*** Dataset entries

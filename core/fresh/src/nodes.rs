//! Background checked cache of latest OS and kubelet versions.
use std::collections::BTreeSet;
use std::collections::HashMap;
use std::sync::Arc;
use std::sync::RwLock;
use std::time::Duration;

use once_cell::sync::Lazy;
use regex::Regex;

use clustermap_context::Context;

use crate::gate::CheckGate;
use crate::github::GithubClient;
use crate::semver::Version;
use crate::variant::UNKNOWN;

/// Minimum time between completed node checks.
const CHECK_HOLD: Duration = Duration::from_secs(15 * 60);

/// Node OS distributions with a release feed the checker understands.
const DISTRO_REPOS: &[(&str, &str)] = &[
    ("talos", "siderolabs/talos"),
    ("flatcar", "flatcar/scripts"),
];

/// Matches the version substring inside a node `osImage` string.
static OS_VERSION: Lazy<Regex> = Lazy::new(|| {
    Regex::new(r"v?\d+\.\d+(?:\.\d+)?").expect("OS_VERSION regex must compile")
});

/// Version inputs gathered from the snapshot's nodes.
#[derive(Clone, Debug, Default, Eq, PartialEq)]
pub struct NodeVersions {
    /// Raw `osImage` strings, one per node.
    pub os_images: Vec<String>,

    /// Raw kubelet versions, one per node (e.g. `v1.30.1`).
    pub kubelet_versions: Vec<String>,
}

/// Background checked cache of latest OS versions per distribution and
/// latest kubelet patch per `major.minor` line.
#[derive(Clone)]
pub struct NodesCache {
    inner: Arc<NodesInner>,
}

struct NodesInner {
    client: GithubClient,
    gate: CheckGate,
    kubelet: RwLock<HashMap<String, String>>,
    os: RwLock<HashMap<String, String>>,
}

impl NodesCache {
    pub fn new(client: GithubClient) -> NodesCache {
        NodesCache {
            inner: Arc::new(NodesInner {
                client,
                gate: CheckGate::new(),
                kubelet: RwLock::new(HashMap::new()),
                os: RwLock::new(HashMap::new()),
            }),
        }
    }

    /// Latest known OS release for the distribution of an `osImage`, `-` when unresolved.
    pub fn latest_os(&self, os_image: &str) -> String {
        let distro = match distro_of(os_image) {
            Some((distro, _)) => distro,
            None => return UNKNOWN.to_string(),
        };
        self.inner
            .os
            .read()
            .expect("NodesCache os lock poisoned")
            .get(distro)
            .cloned()
            .unwrap_or_else(|| UNKNOWN.to_string())
    }

    /// Latest known kubelet patch for a deployed kubelet's minor line.
    pub fn latest_kubelet(&self, kubelet_version: &str) -> String {
        let minor = match kubelet_minor(kubelet_version) {
            Some(minor) => minor,
            None => return UNKNOWN.to_string(),
        };
        self.inner
            .kubelet
            .read()
            .expect("NodesCache kubelet lock poisoned")
            .get(&minor)
            .cloned()
            .unwrap_or_else(|| UNKNOWN.to_string())
    }

    /// Resolve latest OS and kubelet versions for the given node inputs.
    ///
    /// Single-flight and held for fifteen minutes after each completion.
    pub async fn check(&self, context: &Context, inputs: NodeVersions) {
        if !self.inner.gate.begin(CHECK_HOLD) {
            slog::debug!(context.logger, "Node freshness check skipped by gate");
            return;
        }

        let distros: BTreeSet<(&str, &str)> = inputs
            .os_images
            .iter()
            .filter_map(|os_image| distro_of(os_image))
            .collect();
        let minors: BTreeSet<String> = inputs
            .kubelet_versions
            .iter()
            .filter_map(|version| kubelet_minor(version))
            .collect();

        {
            let mut os = self.inner.os.write().expect("NodesCache os lock poisoned");
            os.clear();
            for (distro, _) in &distros {
                os.insert(distro.to_string(), UNKNOWN.into());
            }
            let mut kubelet = self
                .inner
                .kubelet
                .write()
                .expect("NodesCache kubelet lock poisoned");
            kubelet.clear();
            for minor in &minors {
                kubelet.insert(minor.clone(), UNKNOWN.into());
            }
        }

        for (distro, repo) in &distros {
            if context.check_shutdown().is_err() {
                break;
            }
            match self.inner.client.latest_release(context, repo).await {
                Ok(Some(tag)) => {
                    self.inner
                        .os
                        .write()
                        .expect("NodesCache os lock poisoned")
                        .insert(distro.to_string(), tag);
                }
                Ok(None) => (),
                Err(error) => {
                    slog::warn!(
                        context.logger, "Unable to resolve latest OS release";
                        "distro" => *distro,
                        "error" => %error,
                    );
                }
            }
        }

        if !minors.is_empty() && context.check_shutdown().is_ok() {
            match self
                .inner
                .client
                .release_tags(context, "kubernetes/kubernetes")
                .await
            {
                Ok(tags) => {
                    for minor in &minors {
                        if let Some(latest) = latest_patch(&tags, minor) {
                            self.inner
                                .kubelet
                                .write()
                                .expect("NodesCache kubelet lock poisoned")
                                .insert(minor.clone(), latest);
                        }
                    }
                }
                Err(error) => {
                    slog::warn!(
                        context.logger, "Unable to resolve latest kubelet releases";
                        "error" => %error,
                    );
                }
            }
        }

        self.inner.gate.finish();
        slog::debug!(context.logger, "Node freshness check completed");
    }
}

/// The release feed for the distribution named in an `osImage` string.
fn distro_of(os_image: &str) -> Option<(&'static str, &'static str)> {
    let os_image = os_image.to_lowercase();
    DISTRO_REPOS
        .iter()
        .copied()
        .find(|(distro, _)| os_image.contains(distro))
}

/// The version substring of an `osImage` string (e.g. `v1.7.4`).
pub fn os_version(os_image: &str) -> Option<String> {
    OS_VERSION
        .find(os_image)
        .map(|found| found.as_str().to_string())
}

/// The `major.minor` line of a kubelet version string.
pub fn kubelet_minor(version: &str) -> Option<String> {
    let version = Version::parse(version)?;
    Some(format!("{}.{}", version.major, version.minor))
}

/// Whether a deployed OS version trails the latest release.
///
/// This deliberately compares the strings left after stripping a leading `v`,
/// not parsed versions, matching the long-standing observed behaviour. It
/// misclassifies pairs like `1.10` vs `1.9`; comparing as semver is a known
/// future change.
pub fn os_outdated(deployed: &str, latest: &str) -> bool {
    if latest == UNKNOWN || deployed.is_empty() {
        return false;
    }
    let deployed = deployed.strip_prefix('v').unwrap_or(deployed);
    let latest = latest.strip_prefix('v').unwrap_or(latest);
    deployed != latest
}

/// The highest release tag on a `major.minor` line.
fn latest_patch(tags: &[String], minor: &str) -> Option<String> {
    let prefix = format!("v{}.", minor);
    let mut best: Option<(Version, String)> = None;
    for tag in tags {
        if !tag.starts_with(&prefix) {
            continue;
        }
        let version = match Version::parse(tag) {
            Some(version) if !version.is_prerelease() => version,
            _ => continue,
        };
        let better = match &best {
            Some((current, _)) => version > *current,
            None => true,
        };
        if better {
            best = Some((version, tag.clone()));
        }
    }
    best.map(|(_, tag)| tag)
}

******

Problem:
From the records above, pick out and copy each line holding the word "format".

Answer space:
    Some(format!("{}.{}", version.major, version.minor))
    let prefix = format!("v{}.", minor);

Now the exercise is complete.